▶ What is expected
Which lines of the data below contain "VALUES"? Please show them all.

▶ Input records
<<<<

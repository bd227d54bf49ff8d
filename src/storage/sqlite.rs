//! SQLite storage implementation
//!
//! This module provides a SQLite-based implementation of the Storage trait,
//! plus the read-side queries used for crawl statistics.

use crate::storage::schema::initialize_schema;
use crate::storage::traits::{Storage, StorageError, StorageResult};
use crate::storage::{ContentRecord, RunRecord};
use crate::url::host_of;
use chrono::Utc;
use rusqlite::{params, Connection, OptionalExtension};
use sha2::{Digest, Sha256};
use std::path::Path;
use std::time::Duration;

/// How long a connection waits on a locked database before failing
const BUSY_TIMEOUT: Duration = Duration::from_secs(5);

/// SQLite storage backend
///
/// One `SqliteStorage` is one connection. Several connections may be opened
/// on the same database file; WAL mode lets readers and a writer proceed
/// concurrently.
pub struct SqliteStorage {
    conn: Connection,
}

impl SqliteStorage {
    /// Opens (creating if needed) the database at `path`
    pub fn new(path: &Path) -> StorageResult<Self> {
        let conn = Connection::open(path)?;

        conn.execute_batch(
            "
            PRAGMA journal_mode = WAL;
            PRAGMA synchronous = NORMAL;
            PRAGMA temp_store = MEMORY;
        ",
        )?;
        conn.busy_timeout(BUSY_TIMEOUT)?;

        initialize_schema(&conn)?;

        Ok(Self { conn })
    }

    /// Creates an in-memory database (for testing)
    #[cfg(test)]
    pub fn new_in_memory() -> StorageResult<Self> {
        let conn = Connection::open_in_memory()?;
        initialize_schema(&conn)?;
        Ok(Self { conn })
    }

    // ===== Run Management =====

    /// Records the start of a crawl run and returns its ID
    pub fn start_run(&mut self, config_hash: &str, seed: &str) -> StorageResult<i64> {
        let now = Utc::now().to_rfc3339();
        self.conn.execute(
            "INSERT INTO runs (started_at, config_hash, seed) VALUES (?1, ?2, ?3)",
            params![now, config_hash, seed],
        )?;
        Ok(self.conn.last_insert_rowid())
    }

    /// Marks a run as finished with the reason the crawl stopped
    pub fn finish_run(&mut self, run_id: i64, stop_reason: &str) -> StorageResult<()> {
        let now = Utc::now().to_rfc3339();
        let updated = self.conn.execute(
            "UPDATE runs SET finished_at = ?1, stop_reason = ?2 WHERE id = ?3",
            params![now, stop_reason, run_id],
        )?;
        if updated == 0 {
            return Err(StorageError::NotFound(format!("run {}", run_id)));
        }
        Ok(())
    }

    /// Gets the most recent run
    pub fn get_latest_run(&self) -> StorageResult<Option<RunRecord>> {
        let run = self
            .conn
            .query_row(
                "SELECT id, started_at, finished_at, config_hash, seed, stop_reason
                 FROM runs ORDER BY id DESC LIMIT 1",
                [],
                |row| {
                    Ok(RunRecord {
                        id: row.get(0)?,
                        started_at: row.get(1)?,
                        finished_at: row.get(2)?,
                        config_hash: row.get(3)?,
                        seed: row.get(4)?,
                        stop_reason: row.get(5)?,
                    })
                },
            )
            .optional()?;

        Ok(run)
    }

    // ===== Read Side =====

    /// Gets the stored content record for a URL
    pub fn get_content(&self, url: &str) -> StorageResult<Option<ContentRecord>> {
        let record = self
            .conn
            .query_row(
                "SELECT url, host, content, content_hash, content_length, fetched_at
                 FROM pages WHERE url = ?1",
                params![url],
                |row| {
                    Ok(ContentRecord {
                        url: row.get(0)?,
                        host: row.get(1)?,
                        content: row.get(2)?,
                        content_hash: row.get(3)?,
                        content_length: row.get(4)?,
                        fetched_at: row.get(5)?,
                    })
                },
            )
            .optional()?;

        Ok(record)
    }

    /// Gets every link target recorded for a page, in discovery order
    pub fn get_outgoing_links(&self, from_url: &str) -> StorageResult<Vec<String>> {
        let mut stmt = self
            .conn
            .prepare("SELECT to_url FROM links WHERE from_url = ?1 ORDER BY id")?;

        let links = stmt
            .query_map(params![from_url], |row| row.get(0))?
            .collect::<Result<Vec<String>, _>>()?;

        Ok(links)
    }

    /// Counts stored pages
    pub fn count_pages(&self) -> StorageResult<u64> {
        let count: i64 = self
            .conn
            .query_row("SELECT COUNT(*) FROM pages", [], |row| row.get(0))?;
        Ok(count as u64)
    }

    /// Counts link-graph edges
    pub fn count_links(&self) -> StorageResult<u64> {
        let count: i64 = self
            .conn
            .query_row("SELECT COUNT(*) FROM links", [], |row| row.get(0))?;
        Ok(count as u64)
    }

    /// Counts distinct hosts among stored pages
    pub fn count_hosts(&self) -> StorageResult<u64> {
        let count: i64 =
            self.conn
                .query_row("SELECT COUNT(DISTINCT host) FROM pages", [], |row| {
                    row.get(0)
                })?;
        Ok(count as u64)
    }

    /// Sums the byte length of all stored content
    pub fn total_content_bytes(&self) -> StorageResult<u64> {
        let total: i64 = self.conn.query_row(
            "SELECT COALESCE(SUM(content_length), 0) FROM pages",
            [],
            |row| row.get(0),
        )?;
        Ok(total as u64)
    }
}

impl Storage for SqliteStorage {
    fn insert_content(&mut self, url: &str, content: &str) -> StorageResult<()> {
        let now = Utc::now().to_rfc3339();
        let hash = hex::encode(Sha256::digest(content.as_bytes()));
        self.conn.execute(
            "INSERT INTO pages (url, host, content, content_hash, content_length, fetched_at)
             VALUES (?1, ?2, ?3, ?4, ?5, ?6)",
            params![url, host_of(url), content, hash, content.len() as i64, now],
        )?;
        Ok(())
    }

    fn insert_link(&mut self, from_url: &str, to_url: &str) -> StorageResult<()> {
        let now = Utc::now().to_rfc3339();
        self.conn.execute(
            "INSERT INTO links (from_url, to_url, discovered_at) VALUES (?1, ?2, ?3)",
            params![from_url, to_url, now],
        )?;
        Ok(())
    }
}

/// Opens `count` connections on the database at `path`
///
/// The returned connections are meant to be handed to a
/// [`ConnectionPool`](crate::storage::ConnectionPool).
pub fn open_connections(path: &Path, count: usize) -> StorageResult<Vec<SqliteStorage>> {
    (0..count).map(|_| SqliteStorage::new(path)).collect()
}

>>>>

▶ Finished exercise
            "INSERT INTO runs (started_at, config_hash, seed) VALUES (?1, ?2, ?3)",
             VALUES (?1, ?2, ?3, ?4, ?5, ?6)",
            "INSERT INTO links (from_url, to_url, discovered_at) VALUES (?1, ?2, ?3)",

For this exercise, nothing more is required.